Could the story have looked into the role the media played in driving doctors to prescribe methadone instead of the safer Oxycontin after the press demonized that drug? That would have given some much-needed perspective to prescription abuse problems, albeit at the expense of implicating the media, including the New York Times itself.

Could it have placed more emphasis on the fact that the vast majority of methadone deaths do not occur among people who take the drug as prescribed? Yes – the failure to tease out the numerical difference between death due to mixing methadone with other drugs and death due to methadone alone makes it difficult to determine whether more addicts are abusing methadone or more pain patients are suffering from accidental overdoses.

Could the Times have acknowledged the difficulty many patients have with getting doctors to prescribe opioids for chronic pain at all? Absolutely.

But including both sides of the story is a welcome change from prior coverage, and perhaps it marks the belated recognition that demonizing particular drugs one after another is not a sensible strategy for covering the issue.

One Response to A first step on the road to drug coverage recovery

  1. armme says:

    I agree completely.

    This was unusually balanced and not as biased as most stories are covering methadone.

    Most stories covering this “epidemic” (although I would HARDLY call it that) tell about the death tolls, make a quick note about how most deaths involve medication obtained at a pharmacy not a methadone clinic–and then move on to talking about methadone clinics and feed the fear society already has of them. Finally a story that covers the issue without bringing the clinics into it. Methadone treatment has lasted for 40years without problems like this-it wasn’t until the widespread use as a painkiller that people started overdosing. And people in treatment at methadone clinics aren’t DYING. It’s people using on the streets who ARE…for many of them methadone treatment will drastically DECREASE their chances of overdosing.

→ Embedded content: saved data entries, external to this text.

//! Output finalization.
//!
//! Once every worker has joined, the assembler reads the whole store, applies
//! the caller's output transform and removes the grid-alignment padding.

use ndarray::{s, Array3};
use tracing::debug;

use crate::error::StoreError;
use crate::grid::GridPlan;
use crate::store::OutputStore;

use super::processor::OutputKind;

/// Transform applied to the full output array before unpadding.
pub type OutputTransform = Box<dyn Fn(Array3<f32>) -> Array3<f32> + Send + Sync>;

/// Reads, transforms and crops the finished output.
pub struct OutputAssembler<'a> {
    plan: &'a GridPlan,
    kind: OutputKind,
    unpad: bool,
    transform: Option<&'a OutputTransform>,
}

impl<'a> OutputAssembler<'a> {
    pub fn new(plan: &'a GridPlan, kind: OutputKind, unpad: bool) -> Self {
        Self {
            plan,
            kind,
            unpad,
            transform: None,
        }
    }

    pub fn with_transform(mut self, transform: Option<&'a OutputTransform>) -> Self {
        self.transform = transform;
        self
    }

    /// Read the full store and finalize it.
    pub fn assemble<O: OutputStore>(&self, store: &O) -> Result<Array3<f32>, StoreError> {
        let array = store.read_full()?;
        Ok(self.finalize(array))
    }

    /// Apply the transform, then crop padding if requested.
    pub fn finalize(&self, array: Array3<f32>) -> Array3<f32> {
        let array = match self.transform {
            Some(transform) => transform(array),
            None => array,
        };

        match self.kind {
            OutputKind::Spatial { .. } if self.unpad => {
                unpad(array, self.plan.pad_w as usize, self.plan.pad_h as usize)
            }
            _ => array,
        }
    }
}

/// Drop the last `pad_h` rows and `pad_w` columns.
///
/// Padding larger than the array leaves an empty axis. Zero padding returns
/// the array unchanged.
pub fn unpad(array: Array3<f32>, pad_w: usize, pad_h: usize) -> Array3<f32> {
    if pad_w == 0 && pad_h == 0 {
        return array;
    }
    let (rows, cols, _) = array.dim();
    let keep_rows = rows.saturating_sub(pad_h);
    let keep_cols = cols.saturating_sub(pad_w);
    debug!(rows, cols, keep_rows, keep_cols, "Removing padding");
    array.slice(s![..keep_rows, ..keep_cols, ..]).to_owned()
}

/// Linearly map the value range of `array` onto `0..=255`.
///
/// A constant array maps to zeros.
pub fn rescale(array: Array3<f32>) -> Array3<f32> {
    let (min, max) = array
        .iter()
        .fold((f32::INFINITY, f32::NEG_INFINITY), |(lo, hi), &v| {
            (lo.min(v), hi.max(v))
        });
    let range = max - min;
    if !(range.is_finite() && range > 0.0) {
        return array.mapv_into(|_| 0.0);
    }
    array.mapv_into(|v| (v - min) / range * 255.0)
}
//! Slide abstraction layer.
//!
//! This module provides a unified interface for reading regions from Whole
//! Slide Images regardless of their underlying format.
//!
//! # Architecture
//!
//! ```text
//! ┌─────────────────────────────────────────┐
//! │        Orchestrator / TileWorkers       │
//! └────────────────────┬────────────────────┘
//!                      │ open(path), one handle each
//!                      ▼
//! ┌─────────────────────────────────────────┐
//! │           SlideSource Trait             │
//! └────────────────────┬────────────────────┘
//!                      │
//!                      ▼
//! ┌─────────────────────────────────────────┐
//! │           SlideReader Trait             │
//! │  (pyramid metadata, read_region)        │
//! └────────────────────┬────────────────────┘
//!                      │
//!                      ▼
//!             ┌─────────────────┐
//!             │   ImageSlide    │
//!             │ (raster files)  │
//!             └─────────────────┘
//! ```
//!
//! # Usage
//!
//! ```ignore
//! use wsi_tiler::slide::{ImageFileSource, RegionRequest, SlideReader, SlideSource};
//!
//! let slide = ImageFileSource::new().open(Path::new("slide.tiff"))?;
//! let (width, height) = slide.dimensions().unwrap();
//!
//! let read = slide.read_region(&RegionRequest::square((0, 0), 2.0, 256))?;
//! assert_eq!(read.tile.dim(), (256, 256, 3));
//! ```

mod image_slide;
mod reader;

pub use image_slide::{rgb_to_tile, ImageFileSource, ImageSlide};
pub use reader::{RegionRead, RegionRequest, SlideReader, SlideSource, Tile};
//! Output stores.
//!
//! The pipeline writes tile results into a chunked array that outlives the
//! call. Stores are opened once by the orchestrator and once more, in write
//! mode, by every worker.
//!
//! # Components
//!
//! - [`OutputStore`] / [`StoreWriter`]: the store capability
//! - [`DiskStore`]: directory of chunk files, safe for concurrent writers on
//!   disjoint regions
//! - [`MemoryStore`]: in-memory array for tests and small outputs
//! - [`save_array`]: export of an assembled array to PNG or JSON

mod disk;
mod export;
mod memory;
mod traits;

pub use disk::{DiskStore, DiskStoreWriter, DEFAULT_CHUNK_SIZE};
pub use export::save_array;
pub use memory::{MemoryStore, MemoryStoreWriter};
pub use traits::{OutputStore, StoreWriter};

    Another point they missed in this story, though, was that opiate addiction is on the rise in the US….and with more people abusing these medicaitons its enivitable that more people will overdose.

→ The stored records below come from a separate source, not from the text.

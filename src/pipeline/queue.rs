//! Work queue between the producer and the worker pool.
//!
//! Tile coordinates are delivered in FIFO order. When the producer is done it
//! closes the queue, which enqueues exactly one [`WorkItem::EndOfStream`] per
//! worker behind the last coordinate. Each worker exits on the first marker
//! it receives, so every worker terminates once the queue drains.

use crossbeam_channel::{bounded, unbounded, Receiver, Sender};

use crate::error::QueueDisconnected;
use crate::grid::TileCoordinate;

/// Message delivered to workers.
#[derive(Debug, Clone, Copy, PartialEq, Eq)]
pub enum WorkItem {
    Tile(TileCoordinate),
    EndOfStream,
}

/// Producer half of the work queue.
///
/// The queue never holds a receiver itself. If every worker has exited,
/// sends fail with [`QueueDisconnected`] instead of blocking forever.
pub struct WorkQueue {
    sender: Sender<WorkItem>,
    n_workers: usize,
    queued: usize,
}

impl WorkQueue {
    /// Create a queue for `n_workers` consumers.
    ///
    /// `capacity` bounds the number of pending items; `None` is unbounded.
    /// The returned receiver is meant to be cloned into each worker and then
    /// dropped.
    pub fn new(n_workers: usize, capacity: Option<usize>) -> (Self, Receiver<WorkItem>) {
        let (sender, receiver) = match capacity {
            Some(capacity) => bounded(capacity),
            None => unbounded(),
        };
        let queue = Self {
            sender,
            n_workers,
            queued: 0,
        };
        (queue, receiver)
    }

    /// Enqueue a tile, blocking while a bounded queue is full.
    pub fn push(&mut self, coord: TileCoordinate) -> Result<(), QueueDisconnected> {
        self.sender
            .send(WorkItem::Tile(coord))
            .map_err(|_| QueueDisconnected)?;
        self.queued += 1;
        Ok(())
    }

    /// Number of tiles enqueued so far.
    pub fn queued(&self) -> usize {
        self.queued
    }

    pub fn n_workers(&self) -> usize {
        self.n_workers
    }

    /// Enqueue one end-of-stream marker per worker and drop the sender.
    ///
    /// Returns the number of tiles that were enqueued.
    pub fn close(self) -> Result<usize, QueueDisconnected> {
        for _ in 0..self.n_workers {
            self.sender
                .send(WorkItem::EndOfStream)
                .map_err(|_| QueueDisconnected)?;
        }
        Ok(self.queued)
    }
}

    The sad reality is that the media and well intentioned groups trying to end “oxycontin” deaths were what caused this rash of methadone overdose deaths. By demonizing OXYCONTIN and making it very hard for legit docs to prescribe it without being “watched”–they created an atmosphere where methadone looked like a good answer….but by doing so they made it hard for addicts to obtain the drug they really wanted so they had to buy methaodne which by its very nature is not a good “high”
    drug unless mixed with other drugs. So the media and these watchdog groups helped take a drug (OXYContin) that all by itself gave the feeling that drug users seek out of circulation and doctors were FORCED to prescribe a drug that by it’s very nature is slow acting (no rush) and produces a much milder high UNLESS you mix it with other drugs.

    IOW these groups did what they set out to do: reduce Oxycontin deaths…however they did us no favors because this just drastically increased overdoses.

    We should learn from our mistake and realize that things will only continue to get worse if we make it harder for people to get into methadone treatment ..if we do that we will see people resorting to heroin abuse that never would have considered it otherwise…and the death toll will continue to rise.